A memoir about a family’s indoctrination into a religious cult, a daughter coming to terms with a parent’s devastating choices, and the trials ahead in post-9/11 New York.
Imagine a two-year-old wrested from her mother’s arms, forced to sleep on a hard floor with strange children and wonder why she rarely gets to see her mother...So began Chisholm’s early years in the Community, a conservative, Brooklyn-based Muslim cult, in the late 1970s...Chisholm’s ne’er-do-well father had informed her mother that, converting to Islam, they’d be adopting a new life filled with purpose...The reality was much harsher: in the Community, the sexes were separated, and children were further segregated by age; Chisholm’s father spent his days panhandling for change while her mother tended infants inside the compound...It took the author years to get her mother to discuss what happened back then, and for them both to work out their feelings about the experience...Chisholm, a journalist, offers a nuanced examination of how and why people make decisions that harm them, and of the difficulty in extricating oneself from destructive situations.

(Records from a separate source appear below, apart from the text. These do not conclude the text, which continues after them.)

//! [`Radio`] implementation backed by the host Bluetooth stack via btleplug.

use std::sync::{Mutex, PoisonError};
use std::time::Duration;

use btleplug::api::{
    BDAddr, Central, CentralEvent, CentralState, Manager as _, Peripheral as _, ScanFilter,
    WriteType,
};
use btleplug::platform::{Adapter, Manager, Peripheral};
use tokio::sync::mpsc;
use tokio::task::JoinHandle;
use tokio_stream::StreamExt as _;

use hearthlink_domain::id::BleAddress;

use crate::error::WirelessError;
use crate::radio::{Radio, RadioEvent, RadioLink, RadioState};
use crate::sensor;

const EVENT_BUFFER: usize = 64;
const LOOKUP_WINDOW: Duration = Duration::from_secs(2);

fn to_address(address: BDAddr) -> BleAddress {
    BleAddress::from_bytes(address.into_inner())
}

fn to_state(state: CentralState) -> RadioState {
    match state {
        CentralState::PoweredOn => RadioState::PoweredOn,
        CentralState::PoweredOff => RadioState::PoweredOff,
        CentralState::Unknown => RadioState::Unknown,
    }
}

/// The first Bluetooth adapter of the host.
pub struct BtleplugRadio {
    adapter: Adapter,
    forwarder: Mutex<Option<JoinHandle<()>>>,
}

impl BtleplugRadio {
    /// Open the first adapter reported by the platform manager.
    ///
    /// # Errors
    ///
    /// Returns [`WirelessError::AdapterUnavailable`] when the host has no
    /// adapter, or [`WirelessError::Radio`] when the stack cannot be opened.
    pub async fn first_adapter() -> Result<Self, WirelessError> {
        let manager = Manager::new().await?;
        let adapter = manager
            .adapters()
            .await?
            .into_iter()
            .next()
            .ok_or(WirelessError::AdapterUnavailable)?;

        Ok(Self {
            adapter,
            forwarder: Mutex::new(None),
        })
    }

    async fn known(&self, address: BleAddress) -> Result<Option<Peripheral>, WirelessError> {
        for peripheral in self.adapter.peripherals().await? {
            if to_address(peripheral.address()) == address {
                return Ok(Some(peripheral));
            }
        }
        Ok(None)
    }

    /// Sensor scans are filtered by service, so a light that was never seen
    /// gets one short unfiltered scan before giving up.
    async fn find(&self, address: BleAddress) -> Result<Peripheral, WirelessError> {
        if let Some(peripheral) = self.known(address).await? {
            return Ok(peripheral);
        }
        self.adapter.start_scan(ScanFilter::default()).await?;
        tokio::time::sleep(LOOKUP_WINDOW).await;
        let found = self.known(address).await;
        if let Err(err) = self.adapter.stop_scan().await {
            tracing::debug!(%err, "failed to stop lookup scan");
        }
        found?.ok_or_else(|| WirelessError::PeripheralNotFound(address.to_string()))
    }
}

async fn forward(adapter: Adapter, tx: mpsc::Sender<RadioEvent>) {
    let mut events = match adapter.events().await {
        Ok(events) => events,
        Err(err) => {
            tracing::warn!(%err, "failed to subscribe to radio events");
            return;
        }
    };

    while let Some(event) = events.next().await {
        let event = match event {
            CentralEvent::StateUpdate(state) => RadioEvent::State(to_state(state)),
            CentralEvent::ManufacturerDataAdvertisement { id, manufacturer_data } => {
                let Ok(peripheral) = adapter.peripheral(&id).await else {
                    continue;
                };
                RadioEvent::Advertisement {
                    address: to_address(peripheral.address()),
                    manufacturer_data,
                }
            }
            _ => continue,
        };
        if tx.send(event).await.is_err() {
            break;
        }
    }
}

impl Radio for BtleplugRadio {
    type Link = BtleplugLink;

    async fn events(&self) -> Result<mpsc::Receiver<RadioEvent>, WirelessError> {
        let (tx, rx) = mpsc::channel(EVENT_BUFFER);
        let handle = tokio::spawn(forward(self.adapter.clone(), tx));

        let previous = self
            .forwarder
            .lock()
            .unwrap_or_else(PoisonError::into_inner)
            .replace(handle);
        if let Some(previous) = previous {
            previous.abort();
        }
        Ok(rx)
    }

    async fn state(&self) -> Result<RadioState, WirelessError> {
        Ok(to_state(self.adapter.adapter_state().await?))
    }

    async fn start_scan(&self) -> Result<(), WirelessError> {
        let filter = ScanFilter {
            services: sensor::scan_services(),
        };
        self.adapter.start_scan(filter).await?;
        Ok(())
    }

    async fn stop_scan(&self) -> Result<(), WirelessError> {
        self.adapter.stop_scan().await?;
        Ok(())
    }

    async fn connect(&self, address: BleAddress) -> Result<BtleplugLink, WirelessError> {
        let peripheral = self.find(address).await?;
        peripheral.connect().await?;
        Ok(BtleplugLink { peripheral })
    }

    async fn reset(&self) -> Result<(), WirelessError> {
        let forwarder = self.forwarder.lock().unwrap_or_else(PoisonError::into_inner).take();
        if let Some(forwarder) = forwarder {
            forwarder.abort();
        }

        for peripheral in self.adapter.peripherals().await? {
            if peripheral.is_connected().await.unwrap_or(false)
                && let Err(err) = peripheral.disconnect().await
            {
                tracing::debug!(
                    %err,
                    address = %peripheral.address(),
                    "failed to disconnect during reset"
                );
            }
        }
        Ok(())
    }
}

/// A connected btleplug peripheral.
pub struct BtleplugLink {
    peripheral: Peripheral,
}

impl RadioLink for BtleplugLink {
    async fn characteristics(&self) -> Result<Vec<uuid::Uuid>, WirelessError> {
        self.peripheral.discover_services().await?;
        Ok(self
            .peripheral
            .characteristics()
            .into_iter()
            .map(|characteristic| characteristic.uuid)
            .collect())
    }

    async fn write(&self, characteristic: uuid::Uuid, data: &[u8]) -> Result<(), WirelessError> {
        let characteristics = self.peripheral.characteristics();
        let Some(target) = characteristics.iter().find(|c| c.uuid == characteristic) else {
            return Err(WirelessError::CharacteristicNotFound {
                found: characteristics.iter().map(|c| c.uuid).collect(),
            });
        };
        self.peripheral.write(target, data, WriteType::WithoutResponse).await?;
        Ok(())
    }

    async fn disconnect(&self) -> Result<(), WirelessError> {
        self.peripheral.disconnect().await?;
        Ok(())
    }
}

Journalist Chisholm debuts with a transfixing look at the secretive Muslim commune her family joined in 1978 and the 'gravitational pull that would continue to tsunami through our lives for years'...Proselytizing messages of Black self-empowerment, the Brooklyn-based Ansaaru Allah Community was a cultlike 'society' led by Dwight York, a con man who was eventually arrested on multiple counts of child molestation...Vividly evoking the bleakness of the 'strict rules and bare-bones living policy' her family was subjected to when she was a toddler, Chisholm recalls how her father relished his newfound status 'as a person with a purpose'...As Chisholm untangles their complicated past and the trauma her mother refused to acknowledge, what emerges is a compassionate interrogation of the 'universal emotion of desperately wanting to belong' that her family fell victim to...In its striking search for redemption, this uncovers a uniquely human tale.
After talking to other women who were involved in the Community, the author decided to interview her own mother about their shared past to uncover the truth about the family’s time in the Community in the late 1970s...In addition to uncovering painful personal memories about separation from her mother and abuse at the hands of her caretakers within the group, Chisholm seeks to understand her parents’ motivation for joining the group in the first place...The author expertly balances passion with compassion, and her vulnerability electrifies the often harrowing narrative...Though the prose is sometimes overwritten, with Chisholm relying too heavily on exposition, her story is valuable...A heart-wrenching memoir about surviving a religious group helmed by an abusive leader.